Stored data:

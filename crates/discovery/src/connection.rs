//! Durable store for `PlatformConnection`: the
//! tenant-scoped registration of one platform workspace to discover
//! automations inside. Not a numbered spec component on its own —
//! load-bearing state the Discovery Orchestrator reads and mutates.

use async_trait::async_trait;
use shadowai_connectors::types::{ConnectionId, ConnectionStatus, Platform, PlatformConnection};
use shadowai_core::database::DatabasePool;
use shadowai_core::error::Result;
use shadowai_core::types::TenantId;
use std::collections::HashMap;
use std::sync::RwLock;
use uuid::Uuid;

#[async_trait]
pub trait ConnectionRepository: Send + Sync {
    async fn upsert(&self, connection: &PlatformConnection) -> Result<()>;
    async fn get(&self, connection_id: ConnectionId) -> Result<Option<PlatformConnection>>;
    async fn list_active_by_tenant(&self, tenant_id: TenantId) -> Result<Vec<PlatformConnection>>;
    async fn list_active(&self) -> Result<Vec<PlatformConnection>>;
    async fn list_tenants(&self) -> Result<Vec<TenantId>>;
    async fn delete(&self, connection_id: ConnectionId) -> Result<()>;

    /// Marks `status=error` with `last_error` set, per the single-discovery
    /// contract's authentication-failure step.
    async fn mark_error(&self, connection_id: ConnectionId, message: String) -> Result<()>;
}

#[derive(Default)]
pub struct InMemoryConnectionRepository {
    rows: RwLock<HashMap<ConnectionId, PlatformConnection>>,
}

#[async_trait]
impl ConnectionRepository for InMemoryConnectionRepository {
    async fn upsert(&self, connection: &PlatformConnection) -> Result<()> {
        self.rows.write().unwrap().insert(connection.connection_id, connection.clone());
        Ok(())
    }

    async fn get(&self, connection_id: ConnectionId) -> Result<Option<PlatformConnection>> {
        Ok(self.rows.read().unwrap().get(&connection_id).cloned())
    }

    async fn list_active_by_tenant(&self, tenant_id: TenantId) -> Result<Vec<PlatformConnection>> {
        Ok(self
            .rows
            .read()
            .unwrap()
            .values()
            .filter(|c| c.tenant_id == tenant_id.0 && c.status == ConnectionStatus::Active)
            .cloned()
            .collect())
    }

    async fn list_active(&self) -> Result<Vec<PlatformConnection>> {
        Ok(self
            .rows
            .read()
            .unwrap()
            .values()
            .filter(|c| c.status == ConnectionStatus::Active)
            .cloned()
            .collect())
    }

    async fn list_tenants(&self) -> Result<Vec<TenantId>> {
        let mut tenants: Vec<Uuid> = self
            .rows
            .read()
            .unwrap()
            .values()
            .map(|c| c.tenant_id)
            .collect();
        tenants.sort();
        tenants.dedup();
        Ok(tenants.into_iter().map(TenantId).collect())
    }

    async fn delete(&self, connection_id: ConnectionId) -> Result<()> {
        self.rows.write().unwrap().remove(&connection_id);
        Ok(())
    }

    async fn mark_error(&self, connection_id: ConnectionId, message: String) -> Result<()> {
        if let Some(connection) = self.rows.write().unwrap().get_mut(&connection_id) {
            connection.status = ConnectionStatus::Error;
            connection.last_error = Some(message);
        }
        Ok(())
    }
}

pub struct PostgresConnectionRepository {
    db: DatabasePool,
}

impl PostgresConnectionRepository {
    pub fn new(db: DatabasePool) -> Self {
        Self { db }
    }

    fn status_str(status: ConnectionStatus) -> &'static str {
        match status {
            ConnectionStatus::Active => "active",
            ConnectionStatus::Inactive => "inactive",
            ConnectionStatus::Error => "error",
            ConnectionStatus::Pending => "pending",
        }
    }

    fn status_from_str(s: &str) -> ConnectionStatus {
        match s {
            "inactive" => ConnectionStatus::Inactive,
            "error" => ConnectionStatus::Error,
            "pending" => ConnectionStatus::Pending,
            _ => ConnectionStatus::Active,
        }
    }

    fn platform_str(platform: Platform) -> &'static str {
        match platform {
            Platform::Slack => "slack",
            Platform::Google => "google",
            Platform::Microsoft => "microsoft",
        }
    }

    fn platform_from_str(s: &str) -> Platform {
        match s {
            "google" => Platform::Google,
            "microsoft" => Platform::Microsoft,
            _ => Platform::Slack,
        }
    }

    fn from_row(row: ConnectionRowTuple) -> PlatformConnection {
        let (
            connection_id,
            tenant_id,
            platform,
            platform_user_id,
            platform_workspace_id,
            display_name,
            status,
            scopes_granted,
            expires_at,
            metadata,
            last_error,
        ) = row;
        PlatformConnection {
            connection_id: ConnectionId(connection_id),
            tenant_id,
            platform: Self::platform_from_str(&platform),
            platform_user_id,
            platform_workspace_id,
            display_name,
            status: Self::status_from_str(&status),
            scopes_granted,
            expires_at,
            metadata: metadata.as_object().map(|m| m.clone().into_iter().collect()).unwrap_or_default(),
            last_error,
        }
    }
}

#[allow(clippy::type_complexity)]
type ConnectionRowTuple = (
    Uuid,
    Uuid,
    String,
    String,
    Option<String>,
    String,
    String,
    Vec<String>,
    Option<chrono::DateTime<chrono::Utc>>,
    serde_json::Value,
    Option<String>,
);

#[async_trait]
impl ConnectionRepository for PostgresConnectionRepository {
    async fn upsert(&self, connection: &PlatformConnection) -> Result<()> {
        sqlx::query(
            r#"
            INSERT INTO platform_connections
                (connection_id, tenant_id, platform, platform_user_id, platform_workspace_id,
                 display_name, status, scopes_granted, expires_at, metadata, last_error)
            VALUES ($1, $2, $3, $4, $5, $6, $7, $8, $9, $10, $11)
            ON CONFLICT (connection_id) DO UPDATE SET
                platform_workspace_id = EXCLUDED.platform_workspace_id,
                display_name = EXCLUDED.display_name,
                status = EXCLUDED.status,
                scopes_granted = EXCLUDED.scopes_granted,
                expires_at = EXCLUDED.expires_at,
                metadata = EXCLUDED.metadata,
                last_error = EXCLUDED.last_error
            "#,
        )
        .bind(connection.connection_id.0)
        .bind(connection.tenant_id)
        .bind(Self::platform_str(connection.platform))
        .bind(&connection.platform_user_id)
        .bind(&connection.platform_workspace_id)
        .bind(&connection.display_name)
        .bind(Self::status_str(connection.status))
        .bind(&connection.scopes_granted)
        .bind(connection.expires_at)
        .bind(serde_json::to_value(&connection.metadata).unwrap_or_default())
        .bind(&connection.last_error)
        .execute(self.db.pool())
        .await?;
        Ok(())
    }

    async fn get(&self, connection_id: ConnectionId) -> Result<Option<PlatformConnection>> {
        let row: Option<ConnectionRowTuple> = sqlx::query_as(
            r#"
            SELECT connection_id, tenant_id, platform, platform_user_id, platform_workspace_id,
                   display_name, status, scopes_granted, expires_at, metadata, last_error
            FROM platform_connections WHERE connection_id = $1
            "#,
        )
        .bind(connection_id.0)
        .fetch_optional(self.db.pool())
        .await?;
        Ok(row.map(Self::from_row))
    }

    async fn list_active_by_tenant(&self, tenant_id: TenantId) -> Result<Vec<PlatformConnection>> {
        let rows: Vec<ConnectionRowTuple> = sqlx::query_as(
            r#"
            SELECT connection_id, tenant_id, platform, platform_user_id, platform_workspace_id,
                   display_name, status, scopes_granted, expires_at, metadata, last_error
            FROM platform_connections WHERE tenant_id = $1 AND status = 'active'
            "#,
        )
        .bind(tenant_id.0)
        .fetch_all(self.db.pool())
        .await?;
        Ok(rows.into_iter().map(Self::from_row).collect())
    }

    async fn list_active(&self) -> Result<Vec<PlatformConnection>> {
        let rows: Vec<ConnectionRowTuple> = sqlx::query_as(
            r#"
            SELECT connection_id, tenant_id, platform, platform_user_id, platform_workspace_id,
                   display_name, status, scopes_granted, expires_at, metadata, last_error
            FROM platform_connections WHERE status = 'active'
            "#,
        )
        .fetch_all(self.db.pool())
        .await?;
        Ok(rows.into_iter().map(Self::from_row).collect())
    }

    async fn list_tenants(&self) -> Result<Vec<TenantId>> {
        let rows: Vec<(Uuid,)> = sqlx::query_as(
            "SELECT DISTINCT tenant_id FROM platform_connections",
        )
        .fetch_all(self.db.pool())
        .await?;
        Ok(rows.into_iter().map(|(id,)| TenantId(id)).collect())
    }

    async fn delete(&self, connection_id: ConnectionId) -> Result<()> {
        sqlx::query("DELETE FROM platform_connections WHERE connection_id = $1")
            .bind(connection_id.0)
            .execute(self.db.pool())
            .await?;
        Ok(())
    }

    async fn mark_error(&self, connection_id: ConnectionId, message: String) -> Result<()> {
        sqlx::query(
            "UPDATE platform_connections SET status = 'error', last_error = $2 WHERE connection_id = $1",
        )
        .bind(connection_id.0)
        .bind(message)
        .execute(self.db.pool())
        .await?;
        Ok(())
    }
}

WHAT IS BEING ASKED: The word "WHERE" appears in some lines of the data. Copy every one of those lines.

RESPONSE BOX:
            FROM platform_connections WHERE connection_id = $1
            FROM platform_connections WHERE tenant_id = $1 AND status = 'active'
            FROM platform_connections WHERE status = 'active'
        sqlx::query("DELETE FROM platform_connections WHERE connection_id = $1")
            "UPDATE platform_connections SET status = 'error', last_error = $2 WHERE connection_id = $1",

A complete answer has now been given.